Task to carry out
Please repeat exactly the lines below from the one containing "pub struct SafetyMessage" down to the one containing "Language::French => SafetyMessage", both included, and nothing else.

Supplied records
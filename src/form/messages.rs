// Fixed, pre-written safety copy. The matched term is never interpolated.

use serde::Serialize;

use crate::moderation::registry::Language;

/// The friendly message shown when a field fails screening.
#[derive(Debug, Clone, Copy, PartialEq, Eq, Serialize)]
pub struct SafetyMessage {
    /// Short line shown under a flagged field
    pub inline: &'static str,
    /// Title of the blocking dialog at submission time
    pub modal_title: &'static str,
    /// Body of the blocking dialog at submission time
    pub modal_body: &'static str,
}

impl SafetyMessage {
    pub fn for_language(language: Language) -> Self {
        match language {
            Language::English => SafetyMessage {
                inline: "Let's keep it kind and magical! Please choose different words.",
                modal_title: "Let's keep it kind and magical",
                modal_body: "Some of the words you entered aren't right for a bedtime story. \
                             Please change them and try again.",
            },
            Language::Spanish => SafetyMessage {
                inline: "¡Mantengámoslo amable y mágico! Por favor, elige otras palabras.",
                modal_title: "Mantengámoslo amable y mágico",
                modal_body: "Algunas de las palabras que escribiste no son adecuadas para un \
                             cuento para dormir. Cámbialas e inténtalo de nuevo.",
            },
            Language::French => SafetyMessage {
                inline: "Restons gentils et magiques ! Merci de choisir d'autres mots.",
                modal_title: "Restons gentils et magiques",
                modal_body: "Certains mots saisis ne conviennent pas à une histoire du soir. \
                             Merci de les modifier et de réessayer.",
            },
            Language::Portuguese => SafetyMessage {
                inline: "Vamos manter tudo gentil e mágico! Por favor, escolha outras palavras.",
                modal_title: "Vamos manter tudo gentil e mágico",
                modal_body: "Algumas palavras que você digitou não combinam com uma história \
                             de ninar. Troque-as e tente novamente.",
            },
        }
    }
}
// Colored terminal output for check results, gate decisions, and the registry.
//
// main.rs delegates all human-readable formatting here.

use colored::Colorize;

use crate::form::{GateDecision, StoryForm};
use crate::moderation::registry::{unified_terms, RegistryStats};

use super::CheckReport;

/// Display the result of checking a single piece of text.
pub fn display_check(text: &str, report: &CheckReport) {
    let preview = super::truncate_chars(text, 80);
    println!("\n  Input: \"{}\"", preview.dimmed());

    if report.safe {
        println!("  Result: {}", "clear".green().bold());
    } else {
        println!("  Result: {}", "unsafe".red().bold());
        if let Some(message) = report.message {
            println!("  Message: {message}");
        }
    }

    if let Some(diag) = &report.diagnostics {
        println!(
            "  {} matched {} via {} check",
            "diagnostics:".dimmed(),
            diag.term.yellow(),
            diag.strategy.as_str()
        );
    }
    println!();
}

/// Display a submission gate decision for a whole form.
pub fn display_gate(form: &StoryForm, decision: &GateDecision) {
    println!("\n{}", "=== Submission Gate ===".bold());
    println!();
    println!("  Child name:   \"{}\"", super::truncate_chars(&form.child_name, 60));
    println!(
        "  Friend names: \"{}\"",
        super::truncate_chars(&form.friend_names.join("\", \""), 60)
    );
    println!("  Keywords:     \"{}\"", super::truncate_chars(&form.keywords, 60));
    println!();

    match decision {
        GateDecision::Allowed => {
            println!("  {} story generation may proceed", "OK".green().bold());
        }
        GateDecision::Blocked {
            field,
            title,
            message,
        } => {
            println!("  {} blocked at field: {}", "!!".red().bold(), field);
            println!("  {}", title.bold());
            println!("  {message}");
        }
    }
    println!();
}

/// Display registry statistics, optionally followed by the unified term list.
pub fn display_registry(stats: &RegistryStats, list: bool) {
    println!("\n{}", "=== Pattern Registry ===".bold());
    println!();

    println!("  {}", "By category".dimmed());
    for (category, count) in &stats.by_category {
        println!("    {:<16} {:>4}", category.as_str(), count);
    }

    println!("  {}", "By language".dimmed());
    for (language, count) in &stats.by_language {
        println!("    {:<16} {:>4}", language.code(), count);
    }

    println!("  {}", "-".repeat(22).dimmed());
    println!("    {:<16} {:>4}", "entries", stats.raw_total);
    println!(
        "    {:<16} {:>4}  ({} duplicates removed)",
        "unified",
        stats.unified_total,
        stats.duplicates_removed()
    );

    if list {
        println!();
        for chunk in unified_terms().chunks(8) {
            println!("    {}", chunk.join(", "));
        }
    }
    println!();
}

Result
pub struct SafetyMessage {
    /// Short line shown under a flagged field
    pub inline: &'static str,
    /// Title of the blocking dialog at submission time
    pub modal_title: &'static str,
    /// Body of the blocking dialog at submission time
    pub modal_body: &'static str,
}

impl SafetyMessage {
    pub fn for_language(language: Language) -> Self {
        match language {
            Language::English => SafetyMessage {
                inline: "Let's keep it kind and magical! Please choose different words.",
                modal_title: "Let's keep it kind and magical",
                modal_body: "Some of the words you entered aren't right for a bedtime story. \
                             Please change them and try again.",
            },
            Language::Spanish => SafetyMessage {
                inline: "¡Mantengámoslo amable y mágico! Por favor, elige otras palabras.",
                modal_title: "Mantengámoslo amable y mágico",
                modal_body: "Algunas de las palabras que escribiste no son adecuadas para un \
                             cuento para dormir. Cámbialas e inténtalo de nuevo.",
            },
            Language::French => SafetyMessage {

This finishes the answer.